Tuesday, 9 October 2012

Contando os dias, horas e minutos...

Como diz o ditado: Depois da tormenta sempre vem  a calmaria. 

Uma pena esta tormenta ter demorado tanto para passar... foi um mês de muita tristeza, incertezas e dor, mas agora tudo isso fico para trás, para o passado, e o presente só tem me mostrado que eu estava certa. Vale a pena lutar por aquilo que acreditamos.
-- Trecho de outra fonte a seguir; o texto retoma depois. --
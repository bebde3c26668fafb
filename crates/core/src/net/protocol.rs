use rkyv::{Archive, Deserialize, Serialize, rancor};

use crate::tick::Tick;

pub const MAX_PACKET_SIZE: usize = 1200;
pub const PROTOCOL_VERSION: u32 = 1;
pub const PROTOCOL_MAGIC: u32 = 0x5453_5241;
pub const DEFAULT_PORT: u16 = 27016;
pub const DEFAULT_TICK_RATE: u32 = 60;

/// Room left for the packet header and fragment framing around an update body.
pub const FRAGMENT_OVERHEAD: usize = 96;
/// Largest update body carried by one packet.
pub const MAX_FRAGMENT_BODY: usize = MAX_PACKET_SIZE - FRAGMENT_OVERHEAD;
/// Full snapshots may span this many packets; deltas always fit in one.
pub const MAX_FRAGMENTS: usize = 3;

#[derive(Debug, Clone, Copy, PartialEq, Eq, Archive, Serialize, Deserialize)]
#[rkyv(compare(PartialEq), derive(Debug))]
pub struct PacketHeader {
    pub magic: u32,
    pub version: u32,
    pub sequence: u32,
    pub ack: u32,
    pub ack_bitfield: u32,
}

impl PacketHeader {
    pub fn new(sequence: u32, ack: u32, ack_bitfield: u32) -> Self {
        Self {
            magic: PROTOCOL_MAGIC,
            version: PROTOCOL_VERSION,
            sequence,
            ack,
            ack_bitfield,
        }
    }

    pub fn is_valid(&self) -> bool {
        self.magic == PROTOCOL_MAGIC && self.version == PROTOCOL_VERSION
    }
}

#[derive(Debug, Clone, PartialEq, Archive, Serialize, Deserialize)]
#[rkyv(derive(Debug))]
pub enum PacketType {
    ConnectionRequest,
    ConnectionAccepted {
        client_id: u32,
        player_id: u16,
        server_tick: Tick,
        tick_rate: u32,
    },
    ConnectionDenied {
        reason: String,
    },
    /// A few redundant older inputs followed by the newest, oldest first.
    Input(Vec<InputCommand>),
    Update(UpdateFragment),
    ResyncRequest {
        last_good_tick: Option<Tick>,
    },
    Ping {
        timestamp: u64,
    },
    Pong {
        timestamp: u64,
    },
    Disconnect,
}

/// One tick of client input plus the interpolation state it was issued
/// against, which the server needs to rewind hit detection.
#[derive(Debug, Clone, PartialEq, Archive, Serialize, Deserialize)]
#[rkyv(derive(Debug))]
pub struct InputCommand {
    pub predicted_tick: Tick,
    pub interp_from_tick: Tick,
    pub interp_to_tick: Tick,
    pub interp_blend: f32,
    pub payload: Vec<u8>,
}

impl InputCommand {
    pub fn new(predicted_tick: Tick, payload: Vec<u8>) -> Self {
        Self {
            predicted_tick,
            interp_from_tick: predicted_tick,
            interp_to_tick: predicted_tick,
            interp_blend: 0.0,
            payload,
        }
    }

    /// Blend clamped to `[0, 1]`; NaN reads as 0.
    pub fn blend(&self) -> f32 {
        if self.interp_blend.is_nan() {
            0.0
        } else {
            self.interp_blend.clamp(0.0, 1.0)
        }
    }
}

#[derive(Debug, Clone, PartialEq, Eq, Archive, Serialize, Deserialize)]
#[rkyv(derive(Debug))]
pub struct UpdateFragment {
    pub update_seq: u32,
    pub tick: Tick,
    pub index: u8,
    pub count: u8,
    pub body: Vec<u8>,
}

#[derive(Debug, Clone, PartialEq, Archive, Serialize, Deserialize)]
#[rkyv(derive(Debug))]
pub struct Packet {
    pub header: PacketHeader,
    pub payload: PacketType,
}

#[derive(Debug, thiserror::Error)]
pub enum PacketError {
    #[error("serialization failed: {0}")]
    Serialize(rancor::Error),
    #[error("deserialization failed: {0}")]
    Deserialize(rancor::Error),
    #[error("packet of {0} bytes exceeds the MTU")]
    TooLarge(usize),
}

impl Packet {
    pub fn new(header: PacketHeader, payload: PacketType) -> Self {
        Self { header, payload }
    }

    pub fn serialize(&self) -> Result<Vec<u8>, PacketError> {
        let bytes = rkyv::to_bytes::<rancor::Error>(self)
            .map(|aligned| aligned.into_vec())
            .map_err(PacketError::Serialize)?;
        if bytes.len() > MAX_PACKET_SIZE {
            return Err(PacketError::TooLarge(bytes.len()));
        }
        Ok(bytes)
    }

    pub fn deserialize(data: &[u8]) -> Result<Self, PacketError> {
        rkyv::from_bytes::<Self, rancor::Error>(data).map_err(PacketError::Deserialize)
    }
}
use glam::{Mat3, Quat, Vec3};
use serde::{Deserialize, Serialize};

use crate::interest::Aabb;

#[derive(Debug, Clone, Copy, PartialEq, Serialize, Deserialize)]
pub struct Transform {
    pub translation: Vec3,
    pub rotation: Quat,
}

impl Default for Transform {
    fn default() -> Self {
        Self::IDENTITY
    }
}

impl Transform {
    pub const IDENTITY: Self = Self {
        translation: Vec3::ZERO,
        rotation: Quat::IDENTITY,
    };

    pub fn new(translation: Vec3, rotation: Quat) -> Self {
        Self {
            translation,
            rotation,
        }
    }

    pub fn from_translation(translation: Vec3) -> Self {
        Self {
            translation,
            rotation: Quat::IDENTITY,
        }
    }

    pub fn lerp(&self, other: &Transform, t: f32) -> Transform {
        Transform {
            translation: self.translation.lerp(other.translation, t),
            rotation: self.rotation.slerp(other.rotation, t),
        }
    }

    /// Places `local` in the space of `self`.
    pub fn compose(&self, local: &Transform) -> Transform {
        Transform {
            translation: self.translation + self.rotation * local.translation,
            rotation: (self.rotation * local.rotation).normalize(),
        }
    }

    pub fn transform_point(&self, point: Vec3) -> Vec3 {
        self.translation + self.rotation * point
    }

    pub fn inverse_transform_point(&self, point: Vec3) -> Vec3 {
        self.rotation.inverse() * (point - self.translation)
    }
}

#[derive(Debug, Clone, Copy, PartialEq, Serialize, Deserialize)]
pub enum Hitbox {
    Sphere { radius: f32 },
    /// Oriented by the owning frame's rotation.
    Box { half_extents: Vec3 },
}

impl Hitbox {
    /// Distance along the normalized `direction` to the first surface hit,
    /// zero when `origin` starts inside.
    pub fn raycast(
        &self,
        at: &Transform,
        origin: Vec3,
        direction: Vec3,
        max_distance: f32,
    ) -> Option<f32> {
        match *self {
            Hitbox::Sphere { radius } => {
                let offset = origin - at.translation;
                let b = offset.dot(direction);
                let c = offset.length_squared() - radius * radius;
                if c > 0.0 && b > 0.0 {
                    return None;
                }
                let discriminant = b * b - c;
                if discriminant < 0.0 {
                    return None;
                }
                let t = (-b - discriminant.sqrt()).max(0.0);
                (t <= max_distance).then_some(t)
            }
            Hitbox::Box { half_extents } => {
                let local_origin = at.inverse_transform_point(origin);
                let local_direction = at.rotation.inverse() * direction;
                Aabb::from_center(Vec3::ZERO, half_extents).ray_intersection(
                    local_origin,
                    local_direction,
                    max_distance,
                )
            }
        }
    }

    /// World-space bounds of the shape placed at `at`.
    pub fn bounds(&self, at: &Transform) -> Aabb {
        match *self {
            Hitbox::Sphere { radius } => Aabb::from_center(at.translation, Vec3::splat(radius)),
            Hitbox::Box { half_extents } => {
                let m = Mat3::from_quat(at.rotation);
                let abs = Mat3::from_cols(m.x_axis.abs(), m.y_axis.abs(), m.z_axis.abs());
                Aabb::from_center(at.translation, abs * half_extents.abs())
            }
        }
    }
}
Agora penso muito mais em viver o hoje, do que antes. Curtir cada minuto que tenho, ao lado de quem a gente gosta.


E como toda mortal, não vejo a hora de pegar a mala e embarcar no avião rumo ao paraíso. Tudo bem que vou à trabalho, mas em alguns momentos sei que conseguirei me distrair. Ainda mais por que não estarei sozinha, estarei com aquele que escolhi como companheiro, parceiro, amigo e amante. E por isso, uma coisa é certa, vamos relaxar e nos divertir muito por lá...

Ôoooo meu Brasil, tu não consegue ser mais lindo não?? Nossa, só quero ver quando estiver nesse lugar ao vivo e a cores!!

Faltam apenas 2 dias, e mais nenhuma hora!! E vamos lá que a vida é hoje e é bonita, é bonita, e é bonita!!